The court order that required Apple to collect no fees from developers who link to purchases outside of the App Store is unconstitutional, Apple said today in a reply brief directed at Epic Games and filed with the Ninth Circuit Court of Appeals. Apple argues that it has been stripped of its rights to be compensated for its intellectual property in a ruling that sets a dangerous precedent for all companies.


Judge Yvonne Gonzalez Rogers, who has been overseeing the Apple vs. ‌Epic Games‌ lawsuit, first ordered Apple in 2021 to let developers add in-app links directing customers to third-party purchase options on the web. Apple didn't have to implement the changes until 2024, and when it did, Apple charged a 12 to 27 percent fee for purchases made through links in an app. ‌Epic Games‌ went back to the judge and said Apple was charging "unjustified fees" and should be held in contempt of court.

Gonzalez Rogers agreed with Epic and said that Apple was in "willful violation" of the original order. In April 2025, Apple was given a much more specific mandate to allow linking with no fees and no control over how links are presented in an app, which was a win for ‌Epic Games‌ and for other app developers unhappy with paying fees to link out to the web. Apple implemented the changes, but appealed the ruling.

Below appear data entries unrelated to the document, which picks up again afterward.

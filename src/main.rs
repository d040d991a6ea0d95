//! Sky Hopper headless runner
//!
//! Runs a seeded game with a simple autopilot and reports what happened.
//! Usage: `sky-hopper [seed] [ticks] [tuning.json]`

use std::process::ExitCode;

use serde::Serialize;

use sky_hopper::Tuning;
use sky_hopper::consts::SIM_DT;
use sky_hopper::sim::{GameEvent, GameState, Steer, TickInput, tick};

/// Dead zone so the autopilot doesn't jitter over its target
const STEER_DEAD_ZONE: f64 = 5.0;

#[derive(Debug, Default, Serialize)]
struct RunSummary {
    seed: u64,
    ticks: u64,
    final_score: i64,
    best_score: i64,
    landings: u32,
    platforms_broken: u32,
    bullets_fired: u32,
    deaths: u32,
    game_overs: u32,
}

/// Steer toward the highest bouncy platform below the player
fn autopilot(state: &GameState) -> TickInput {
    let Some(player) = state.player_body() else {
        return TickInput::default();
    };
    let feet = player.centroid().y;
    let target = state
        .query_bodies()
        .iter()
        .filter(|b| b.kind.platform().is_some_and(|k| k.bounces()))
        .filter(|b| b.centroid().y < feet)
        .max_by(|a, b| a.centroid().y.total_cmp(&b.centroid().y));

    let steer = match target {
        Some(platform) => {
            let dx = platform.centroid().x - player.centroid().x;
            if dx > STEER_DEAD_ZONE {
                Steer::Right { held: 0.0 }
            } else if dx < -STEER_DEAD_ZONE {
                Steer::Left { held: 0.0 }
            } else {
                Steer::Release
            }
        }
        None => Steer::Release,
    };
    TickInput { steer: Some(steer) }
}

fn load_tuning(path: Option<&str>) -> Result<Tuning, Box<dyn std::error::Error>> {
    match path {
        Some(path) => {
            let json = std::fs::read_to_string(path)?;
            Ok(Tuning::from_json(&json)?)
        }
        None => Ok(Tuning::default()),
    }
}

fn run() -> Result<RunSummary, Box<dyn std::error::Error>> {
    let args: Vec<String> = std::env::args().skip(1).collect();
    let seed: u64 = args.first().map(|s| s.parse()).transpose()?.unwrap_or(12345);
    let ticks: u64 = args.get(1).map(|s| s.parse()).transpose()?.unwrap_or(3600);
    let tuning = load_tuning(args.get(2).map(String::as_str))?;

    let mut state = GameState::with_tuning(seed, tuning);
    let mut summary = RunSummary {
        seed,
        ticks,
        ..Default::default()
    };

    for _ in 0..ticks {
        let input = autopilot(&state);
        tick(&mut state, &input, SIM_DT);
        summary.best_score = summary.best_score.max(state.score);

        let (events, _visuals) = state.drain_outbox();
        for event in events {
            log::debug!("{:?} ({})", event, event.sound_path());
            match event {
                GameEvent::Landed => summary.landings += 1,
                GameEvent::PlatformBroke => summary.platforms_broken += 1,
                GameEvent::BulletFired => summary.bullets_fired += 1,
                GameEvent::PlayerDied => summary.deaths += 1,
                GameEvent::GameOver => summary.game_overs += 1,
                GameEvent::VillainSpawned => log::info!("Villain arrived at score {}", state.score),
            }
        }
    }

    summary.final_score = state.score;
    state.shutdown();
    Ok(summary)
}

fn main() -> ExitCode {
    env_logger::init();
    log::info!("Sky Hopper (headless) starting...");

    match run() {
        Ok(summary) => match serde_json::to_string_pretty(&summary) {
            Ok(json) => {
                println!("{json}");
                ExitCode::SUCCESS
            }
            Err(err) => {
                log::error!("Failed to encode summary: {err}");
                ExitCode::FAILURE
            }
        },
        Err(err) => {
            log::error!("{err}");
            ExitCode::FAILURE
        }
    }
}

According to Apple, the 12 to 27 percent fee that it was charging and the rules that it had implemented around link design complied with the original order. The April ruling [PDF] forcing Apple to implement ‌App Store‌ changes said that Apple had not followed the "spirit of the injunction" and had instead used a "dubiously literal interpretation," a point that Epic emphasized in its own filing with the court. In response, Apple argues that this is a weak argument that led to the injunction being expanded beyond what is permissible by law.

The new injunction imposes, in meticulous detail, new design and formatting rules and dictates the messages that Apple may convey to its own users on its own platform. These requirements represent an improper expansion and modification of the original injunction—rather than an attempt to enforce compliance with the original injunction—and violate the First Amendment by forcing Apple to convey messages it disagrees with. Epic doubles down on the district court's emphasis on the "spirit" of the original injunction and Apple’s supposed bad faith, but civil contempt turns on whether a party has violated the actual terms of an injunction—which Epic does not meaningfully try to show


Apple argues that it should be able to ask for compensation for its IP protected technologies, and that the court should have forced compliance with the original injunction instead of rewriting the injunction with new terms that prohibit Apple from collecting fees.

The district court's sweeping new zero-commission rule also is not tailored to Epic's claimed harm, improperly imposes a punitive sanction, and effects an unconstitutional taking.


Should the Ninth Circuit Court find the updated injunction lawful, Apple suggests that the recent Trump v. Casa Supreme Court ruling [PDF] needs to be considered. The ruling said courts do not have the authority to issue universal injunctions that are "broader than necessary to provide complete relief" to the plaintiffs in the case. ‌Epic Games‌ is the only plaintiff in the case, so Apple also argues that the injunction changing the ‌App Store‌ rules for all developers is too broad. Apple says that the injunction should be tailored to Epic and Epic's interests alone.
Epic has never demonstrated how requiring Apple to permit all manner of linked-out purchases from any developer—and prohibiting Apple from collecting any commission on such purchases—is necessary to remedy Epic’s full harm, particularly for linked-out transactions that do not involve Epic. Just the opposite, Epic has lined up amici to describe how they wish to steer on the back of Apple's IP-protected technologies at zero cost to themselves, and not to the Epic Games Store.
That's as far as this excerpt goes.